What you are asked to do - Under this line are the records; write out word for word the part that begins at the line containing "TypeKind::BigInt => Datum::BigInt(s.parse().map_err(|_|" and ends at the line containing "let d = NaiveDate::parse_from_str(s, DATE_FORMAT).map_err(|_|", and no more.

Data for the task -
== Segment start ==
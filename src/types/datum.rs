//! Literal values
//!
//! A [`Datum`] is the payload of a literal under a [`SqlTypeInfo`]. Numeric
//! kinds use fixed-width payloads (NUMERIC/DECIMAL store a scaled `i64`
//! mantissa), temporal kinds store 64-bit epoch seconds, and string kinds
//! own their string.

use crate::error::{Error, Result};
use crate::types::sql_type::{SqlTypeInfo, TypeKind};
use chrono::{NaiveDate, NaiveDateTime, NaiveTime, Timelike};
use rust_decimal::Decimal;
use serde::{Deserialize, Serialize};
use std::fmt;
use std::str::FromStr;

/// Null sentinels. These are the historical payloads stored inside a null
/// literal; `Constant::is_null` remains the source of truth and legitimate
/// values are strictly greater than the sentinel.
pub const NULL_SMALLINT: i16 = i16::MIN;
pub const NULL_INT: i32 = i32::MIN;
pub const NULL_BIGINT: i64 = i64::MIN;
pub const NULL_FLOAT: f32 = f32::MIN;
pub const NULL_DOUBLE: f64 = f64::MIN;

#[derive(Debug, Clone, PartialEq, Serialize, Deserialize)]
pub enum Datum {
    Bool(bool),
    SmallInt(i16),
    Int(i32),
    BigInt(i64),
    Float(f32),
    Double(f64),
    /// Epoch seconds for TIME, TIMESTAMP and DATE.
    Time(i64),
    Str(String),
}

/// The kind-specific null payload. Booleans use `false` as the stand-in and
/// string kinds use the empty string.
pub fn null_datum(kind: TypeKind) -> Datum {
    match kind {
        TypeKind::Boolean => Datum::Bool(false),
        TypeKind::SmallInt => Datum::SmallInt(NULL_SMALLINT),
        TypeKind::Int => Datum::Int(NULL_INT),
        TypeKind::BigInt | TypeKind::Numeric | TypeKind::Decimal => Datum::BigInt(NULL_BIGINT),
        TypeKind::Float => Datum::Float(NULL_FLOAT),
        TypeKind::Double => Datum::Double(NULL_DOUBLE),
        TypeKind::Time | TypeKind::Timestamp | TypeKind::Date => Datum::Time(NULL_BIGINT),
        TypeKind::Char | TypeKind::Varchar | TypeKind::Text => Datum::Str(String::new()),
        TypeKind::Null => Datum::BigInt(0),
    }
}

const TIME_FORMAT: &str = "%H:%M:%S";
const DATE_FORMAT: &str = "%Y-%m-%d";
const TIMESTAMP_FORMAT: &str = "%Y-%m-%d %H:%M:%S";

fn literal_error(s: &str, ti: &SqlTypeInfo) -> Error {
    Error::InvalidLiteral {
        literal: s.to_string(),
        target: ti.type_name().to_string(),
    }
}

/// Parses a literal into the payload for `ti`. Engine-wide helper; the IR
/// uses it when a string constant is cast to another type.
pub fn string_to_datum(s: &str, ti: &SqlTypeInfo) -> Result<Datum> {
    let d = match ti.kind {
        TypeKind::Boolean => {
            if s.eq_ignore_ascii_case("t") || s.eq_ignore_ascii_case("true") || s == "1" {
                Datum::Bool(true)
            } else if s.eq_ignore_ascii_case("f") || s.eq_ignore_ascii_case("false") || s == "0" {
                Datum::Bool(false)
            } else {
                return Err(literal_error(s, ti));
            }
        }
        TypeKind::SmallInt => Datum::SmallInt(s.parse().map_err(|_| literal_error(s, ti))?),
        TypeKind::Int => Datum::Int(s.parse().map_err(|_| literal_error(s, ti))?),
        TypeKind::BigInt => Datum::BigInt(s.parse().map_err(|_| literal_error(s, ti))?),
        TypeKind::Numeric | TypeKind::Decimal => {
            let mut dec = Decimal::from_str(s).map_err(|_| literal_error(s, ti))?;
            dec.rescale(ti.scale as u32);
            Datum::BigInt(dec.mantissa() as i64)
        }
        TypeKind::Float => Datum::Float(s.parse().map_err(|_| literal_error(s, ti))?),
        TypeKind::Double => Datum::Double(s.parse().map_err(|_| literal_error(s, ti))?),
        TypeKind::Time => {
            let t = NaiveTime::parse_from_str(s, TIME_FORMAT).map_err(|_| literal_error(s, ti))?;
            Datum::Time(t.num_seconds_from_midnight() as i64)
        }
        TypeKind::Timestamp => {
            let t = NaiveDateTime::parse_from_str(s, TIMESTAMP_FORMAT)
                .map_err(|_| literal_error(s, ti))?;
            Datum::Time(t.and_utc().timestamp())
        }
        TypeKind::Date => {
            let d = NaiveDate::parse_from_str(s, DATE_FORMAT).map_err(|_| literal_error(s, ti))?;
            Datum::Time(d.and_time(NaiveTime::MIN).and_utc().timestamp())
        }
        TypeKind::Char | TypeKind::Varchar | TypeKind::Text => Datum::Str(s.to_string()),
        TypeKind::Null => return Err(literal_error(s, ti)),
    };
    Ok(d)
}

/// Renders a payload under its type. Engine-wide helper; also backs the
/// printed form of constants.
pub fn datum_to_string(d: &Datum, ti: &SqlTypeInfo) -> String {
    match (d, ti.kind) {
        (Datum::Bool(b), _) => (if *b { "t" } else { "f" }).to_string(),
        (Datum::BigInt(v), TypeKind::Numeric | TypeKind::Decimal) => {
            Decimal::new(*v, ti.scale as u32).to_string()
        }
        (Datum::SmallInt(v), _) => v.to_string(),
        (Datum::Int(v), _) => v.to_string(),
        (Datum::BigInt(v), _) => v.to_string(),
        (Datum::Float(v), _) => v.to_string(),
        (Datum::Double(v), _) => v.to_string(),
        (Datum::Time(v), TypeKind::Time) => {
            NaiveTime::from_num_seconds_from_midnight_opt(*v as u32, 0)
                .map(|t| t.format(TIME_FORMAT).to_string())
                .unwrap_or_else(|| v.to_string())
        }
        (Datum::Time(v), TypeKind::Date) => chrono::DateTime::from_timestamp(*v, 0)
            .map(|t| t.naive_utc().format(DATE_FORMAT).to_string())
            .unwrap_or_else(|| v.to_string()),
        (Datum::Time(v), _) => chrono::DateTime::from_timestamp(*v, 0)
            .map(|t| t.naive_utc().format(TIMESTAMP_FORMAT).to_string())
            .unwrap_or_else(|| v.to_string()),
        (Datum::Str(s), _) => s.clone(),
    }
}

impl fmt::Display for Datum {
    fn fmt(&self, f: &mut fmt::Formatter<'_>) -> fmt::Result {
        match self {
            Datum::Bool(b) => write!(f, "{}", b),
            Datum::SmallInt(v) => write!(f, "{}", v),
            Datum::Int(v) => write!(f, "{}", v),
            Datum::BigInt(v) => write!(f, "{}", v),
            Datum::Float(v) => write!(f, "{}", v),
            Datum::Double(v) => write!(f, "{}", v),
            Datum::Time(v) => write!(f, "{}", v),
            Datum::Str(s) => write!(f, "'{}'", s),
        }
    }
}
== Segment end ==
== Segment start ==
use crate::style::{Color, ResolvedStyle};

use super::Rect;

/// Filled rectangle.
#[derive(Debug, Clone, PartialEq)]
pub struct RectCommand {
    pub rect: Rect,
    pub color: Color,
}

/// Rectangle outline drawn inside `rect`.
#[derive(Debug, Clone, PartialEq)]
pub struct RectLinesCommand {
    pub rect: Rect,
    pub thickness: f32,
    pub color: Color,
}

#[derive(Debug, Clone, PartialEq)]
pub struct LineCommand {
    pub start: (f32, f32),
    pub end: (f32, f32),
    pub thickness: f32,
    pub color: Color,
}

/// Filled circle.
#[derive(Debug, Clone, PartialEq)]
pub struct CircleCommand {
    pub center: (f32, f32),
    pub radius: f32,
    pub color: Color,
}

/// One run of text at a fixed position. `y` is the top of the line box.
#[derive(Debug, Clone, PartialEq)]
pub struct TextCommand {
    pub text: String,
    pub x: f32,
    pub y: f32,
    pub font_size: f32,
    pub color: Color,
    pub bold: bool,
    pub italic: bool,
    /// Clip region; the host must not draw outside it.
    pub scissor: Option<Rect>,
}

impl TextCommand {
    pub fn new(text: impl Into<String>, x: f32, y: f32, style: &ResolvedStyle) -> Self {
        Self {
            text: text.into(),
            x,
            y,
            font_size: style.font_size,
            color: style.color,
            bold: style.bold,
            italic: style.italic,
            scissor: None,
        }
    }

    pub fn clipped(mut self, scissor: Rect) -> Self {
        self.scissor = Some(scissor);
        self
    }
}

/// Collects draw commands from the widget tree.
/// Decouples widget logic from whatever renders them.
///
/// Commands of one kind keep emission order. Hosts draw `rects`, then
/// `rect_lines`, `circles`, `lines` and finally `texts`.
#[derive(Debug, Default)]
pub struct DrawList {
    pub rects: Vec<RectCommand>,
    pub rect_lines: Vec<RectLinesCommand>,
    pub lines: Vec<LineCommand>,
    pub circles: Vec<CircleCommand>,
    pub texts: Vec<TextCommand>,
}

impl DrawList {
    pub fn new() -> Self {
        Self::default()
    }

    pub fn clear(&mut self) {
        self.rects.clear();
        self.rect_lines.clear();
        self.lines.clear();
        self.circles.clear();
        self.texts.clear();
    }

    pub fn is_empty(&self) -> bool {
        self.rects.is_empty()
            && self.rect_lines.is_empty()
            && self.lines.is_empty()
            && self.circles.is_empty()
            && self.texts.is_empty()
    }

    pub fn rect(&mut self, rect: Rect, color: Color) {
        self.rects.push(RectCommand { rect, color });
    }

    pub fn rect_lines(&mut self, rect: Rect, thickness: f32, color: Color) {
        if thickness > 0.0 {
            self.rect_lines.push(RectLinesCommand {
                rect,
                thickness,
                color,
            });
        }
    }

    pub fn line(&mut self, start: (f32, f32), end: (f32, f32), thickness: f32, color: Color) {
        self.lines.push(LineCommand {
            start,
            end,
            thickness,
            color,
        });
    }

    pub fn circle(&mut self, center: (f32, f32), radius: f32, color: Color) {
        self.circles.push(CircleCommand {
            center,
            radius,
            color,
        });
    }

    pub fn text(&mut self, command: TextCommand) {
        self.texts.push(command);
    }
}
== Segment end ==
== Segment start ==
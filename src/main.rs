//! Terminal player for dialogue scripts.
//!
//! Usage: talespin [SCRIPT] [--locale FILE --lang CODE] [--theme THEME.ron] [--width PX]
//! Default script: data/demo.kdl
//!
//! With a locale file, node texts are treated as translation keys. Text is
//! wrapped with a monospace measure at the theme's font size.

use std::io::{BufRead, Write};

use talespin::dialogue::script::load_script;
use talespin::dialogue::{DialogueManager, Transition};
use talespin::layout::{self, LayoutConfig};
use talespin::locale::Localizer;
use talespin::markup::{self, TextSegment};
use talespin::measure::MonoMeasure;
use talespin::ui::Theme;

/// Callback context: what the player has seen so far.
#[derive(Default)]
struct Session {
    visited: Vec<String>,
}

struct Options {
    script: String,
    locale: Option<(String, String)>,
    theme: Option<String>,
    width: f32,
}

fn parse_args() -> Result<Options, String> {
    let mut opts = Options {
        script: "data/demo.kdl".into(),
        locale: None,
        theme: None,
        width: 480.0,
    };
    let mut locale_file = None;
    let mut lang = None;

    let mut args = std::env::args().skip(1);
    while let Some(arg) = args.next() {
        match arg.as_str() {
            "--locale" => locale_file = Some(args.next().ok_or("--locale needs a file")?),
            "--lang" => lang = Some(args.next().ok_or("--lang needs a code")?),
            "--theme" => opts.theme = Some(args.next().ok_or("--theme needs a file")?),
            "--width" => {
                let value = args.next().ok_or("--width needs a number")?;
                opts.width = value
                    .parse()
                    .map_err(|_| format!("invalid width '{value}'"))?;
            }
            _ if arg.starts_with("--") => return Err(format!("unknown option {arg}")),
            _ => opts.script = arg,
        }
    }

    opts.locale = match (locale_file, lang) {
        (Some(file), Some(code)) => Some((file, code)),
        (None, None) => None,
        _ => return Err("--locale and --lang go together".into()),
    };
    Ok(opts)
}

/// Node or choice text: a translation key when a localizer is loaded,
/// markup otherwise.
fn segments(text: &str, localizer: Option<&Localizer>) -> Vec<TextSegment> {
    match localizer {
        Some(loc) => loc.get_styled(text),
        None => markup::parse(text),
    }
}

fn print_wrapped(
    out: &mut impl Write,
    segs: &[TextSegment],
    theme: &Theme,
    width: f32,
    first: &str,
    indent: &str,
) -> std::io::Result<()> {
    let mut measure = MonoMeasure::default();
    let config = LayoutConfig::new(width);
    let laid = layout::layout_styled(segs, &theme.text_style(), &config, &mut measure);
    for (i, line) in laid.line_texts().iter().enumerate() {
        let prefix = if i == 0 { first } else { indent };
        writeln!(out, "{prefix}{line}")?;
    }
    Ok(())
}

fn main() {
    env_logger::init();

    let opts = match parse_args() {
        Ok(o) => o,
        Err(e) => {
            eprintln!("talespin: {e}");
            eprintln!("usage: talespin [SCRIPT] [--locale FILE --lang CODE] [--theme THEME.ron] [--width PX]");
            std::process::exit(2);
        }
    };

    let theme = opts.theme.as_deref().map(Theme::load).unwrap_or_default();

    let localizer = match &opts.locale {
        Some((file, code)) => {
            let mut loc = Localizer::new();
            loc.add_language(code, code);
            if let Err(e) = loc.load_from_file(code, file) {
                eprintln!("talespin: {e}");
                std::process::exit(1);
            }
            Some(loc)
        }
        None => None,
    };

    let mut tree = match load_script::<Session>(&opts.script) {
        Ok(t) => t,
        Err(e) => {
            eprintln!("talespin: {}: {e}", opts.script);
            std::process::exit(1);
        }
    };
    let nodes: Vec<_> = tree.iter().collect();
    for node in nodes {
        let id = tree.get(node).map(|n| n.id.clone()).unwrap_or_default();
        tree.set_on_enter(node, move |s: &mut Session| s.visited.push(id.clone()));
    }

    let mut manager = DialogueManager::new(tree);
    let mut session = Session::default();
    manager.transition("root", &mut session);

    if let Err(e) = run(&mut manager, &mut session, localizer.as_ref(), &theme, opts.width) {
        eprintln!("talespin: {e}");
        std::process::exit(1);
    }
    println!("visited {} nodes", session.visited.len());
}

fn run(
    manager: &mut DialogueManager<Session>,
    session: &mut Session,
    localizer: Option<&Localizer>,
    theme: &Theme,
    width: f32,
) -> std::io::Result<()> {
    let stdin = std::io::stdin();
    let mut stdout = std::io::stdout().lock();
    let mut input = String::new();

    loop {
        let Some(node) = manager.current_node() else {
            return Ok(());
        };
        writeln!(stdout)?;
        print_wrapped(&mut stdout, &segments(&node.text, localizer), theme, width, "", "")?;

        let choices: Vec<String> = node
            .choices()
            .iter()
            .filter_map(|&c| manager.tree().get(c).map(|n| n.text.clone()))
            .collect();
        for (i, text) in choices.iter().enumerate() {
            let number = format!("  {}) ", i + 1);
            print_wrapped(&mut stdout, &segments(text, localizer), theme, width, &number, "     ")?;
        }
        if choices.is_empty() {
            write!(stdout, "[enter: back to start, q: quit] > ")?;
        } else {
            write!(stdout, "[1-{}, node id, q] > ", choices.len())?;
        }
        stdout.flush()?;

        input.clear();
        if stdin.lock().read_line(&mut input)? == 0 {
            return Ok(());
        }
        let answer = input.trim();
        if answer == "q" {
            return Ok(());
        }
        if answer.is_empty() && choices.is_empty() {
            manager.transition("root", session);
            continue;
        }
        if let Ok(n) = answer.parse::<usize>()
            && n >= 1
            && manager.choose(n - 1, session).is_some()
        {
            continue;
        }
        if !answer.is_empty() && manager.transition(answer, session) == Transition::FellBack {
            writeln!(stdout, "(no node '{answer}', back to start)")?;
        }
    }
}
== Segment end ==
Answer box -
        TypeKind::BigInt => Datum::BigInt(s.parse().map_err(|_| literal_error(s, ti))?),
        TypeKind::Numeric | TypeKind::Decimal => {
            let mut dec = Decimal::from_str(s).map_err(|_| literal_error(s, ti))?;
            dec.rescale(ti.scale as u32);
            Datum::BigInt(dec.mantissa() as i64)
        }
        TypeKind::Float => Datum::Float(s.parse().map_err(|_| literal_error(s, ti))?),
        TypeKind::Double => Datum::Double(s.parse().map_err(|_| literal_error(s, ti))?),
        TypeKind::Time => {
            let t = NaiveTime::parse_from_str(s, TIME_FORMAT).map_err(|_| literal_error(s, ti))?;
            Datum::Time(t.num_seconds_from_midnight() as i64)
        }
        TypeKind::Timestamp => {
            let t = NaiveDateTime::parse_from_str(s, TIMESTAMP_FORMAT)
                .map_err(|_| literal_error(s, ti))?;
            Datum::Time(t.and_utc().timestamp())
        }
        TypeKind::Date => {
            let d = NaiveDate::parse_from_str(s, DATE_FORMAT).map_err(|_| literal_error(s, ti))?;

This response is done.